The Rochambeau defense got a potentially key endorsement last week from the city's preservation board. Because Baltimore's housing commissioner will decide the building's fate, some consider the backing of a closely aligned agency, the Planning Department's Commission for Historical and Architectural Preservation, a good omen.

"I hope it's a good signal," said Baltimore Heritage Director Johns Hopkins, who's leading the charge to save the building. "I hope ... it's a good sign that both Housing and Planning are taking a real hard look at what's being asked of them."

In May, the church applied for a permit to demolish the Rochambeau to build a prayer garden honoring the late Pope John Paul II.

When the church bought the apartment building at 1 W. Franklin St. in 2002 for $3.5 million, archdiocese officials assured preservationists that it was in no immediate danger.

But they since have revealed plans to raze the entire block - which includes an archdiocese-owned parking garage and buildings housing programs run by Associated Catholic Charities - to build a basilica visitors center.

"We think that our design of a prayer garden, developed by a nationally recognized landscape architect ... will be an enormous outreach of our religious mission and a great benefit and amenity to the entire community," archdiocese spokesman Sean Caine said Friday.

The basilica - formally known as the Basilica of the National Shrine of the Assumption of the Blessed Virgin Mary - was the first Roman Catholic cathedral in the United States, a structure that the previous pope called a "worldwide symbol of religious freedom."

Designed by Benjamin Henry Latrobe, the architect responsible for the U.S. Capitol, the basilica is ready to celebrate its 200th anniversary and is undergoing a $32 million restoration. Work is scheduled for completion by next November.

By then, the archdiocese wants the Rochambeau gone.

But it's not that simple.

The Rochambeau, named for a French commander who camped on the site during the Revolutionary War, sits on a key corner in the Cathedral Hill historic district.

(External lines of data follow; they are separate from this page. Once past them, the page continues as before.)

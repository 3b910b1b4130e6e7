//! Domain models for the App Shop backend.

pub mod app_account;
pub mod app_package;
pub mod application;
pub mod commission;
pub mod download;
pub mod membership_plan;
pub mod order;
pub mod payment;
pub mod platform;
pub mod refund;
pub mod sys_config;
pub mod user;
pub mod user_membership;
pub mod withdraw;

pub use app_account::{AppAccount, AppAccountStatus};
pub use app_package::{AppPackage, PackageStatus};
pub use application::{AppStatus, Application, Category};
pub use commission::{
    AccountFlow, BalanceKind, CommissionAccount, CommissionDetail, CommissionTier, DetailStatus,
    FlowDraft, FlowLinks, FlowType,
};
pub use download::{DownloadDecision, DownloadLog};
pub use membership_plan::{MembershipPlan, PlanDraft, PlanFilter, PlanType};
pub use order::{NewOrder, Order, OrderStatus, OrderType, PaymentCallback};
pub use payment::{PaymentAccount, ProviderConfig};
pub use platform::{Platform, PlatformSet};
pub use refund::{Refund, RefundStatus, RefundType};
pub use sys_config::{CommissionSettings, SettlementPolicy};
pub use user::{AccountStatus, Operator, User};
pub use user_membership::{MembershipStatus, MembershipWithPlan, QuotaLimits, UserMembership};
pub use withdraw::{WithdrawRecord, WithdrawStatus, WithdrawType};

The neighborhood came alive after the fire of 1904, producing, according to a national register description, "an almost continuous line of stone and brick facades on Charles Street which led to its being described as the `Rue de la Paix' or `Fifth Avenue' of Baltimore."

Because that district enjoys protection under an urban renewal plan that aims to preserve historic structures "wherever possible," the city is waiting out a mandatory 12-month "notification period" before deciding the Rochambeau's future.

The housing department has, however, accepted written appeals on both sides from interested parties and has hired a Pennsylvania real estate strategy company to perform an economic feasibility study on the Rochambeau. The department expects the results in 60 to 90 days.

"We won't be doing anything until the results of that come back," said housing department spokesman David Tillman.

The first step to getting a demolition permit is proving that a building has no income potential. The Rochambeau's 54 units have been vacant for a year.

Though the archdiocese insists the building would lose money as apartments even with extensive renovations, others vehemently disagree. The city's own mission, preservationists argue, involves jumpstarting residential life along Charles Street.

"It seems to me this offers an ideal site for the kind of development we've been talking about," said Judith Van Dyke, of the Commission for Historical and Architectural Preservation. "It's a tall building. It will be perfect."

The commission voted unanimously last week to send a letter to the housing department strongly supporting the Rochambeau. In a 1984 survey of Cathedral Hill's historic properties, the commission found the Rochambeau to be "a contributing resource with a high level of integrity and historic or architectural significance." The building earned a historic grade of "B," with the basilica itself one grade higher with an "A."

Planning Director Otis Rolley III said he was trying to find a way to preserve the Rochambeau while getting the church the basilica tourism complex it's seeking.

But organizations including the Downtown Partnership, the Charles Street Development Corp. and the Mount Vernon Cultural District are all pushing for demolition, saying the Rochambeau can't compare in historic significance to the basilica, a true Baltimore attraction.

Other groups agree with Rolley that the church has other options for growth than bringing down a historic building. The Mount Royal Improvement Association, Baltimore Heritage and Preservation Maryland have all written to the housing department, listing their alternative ideas.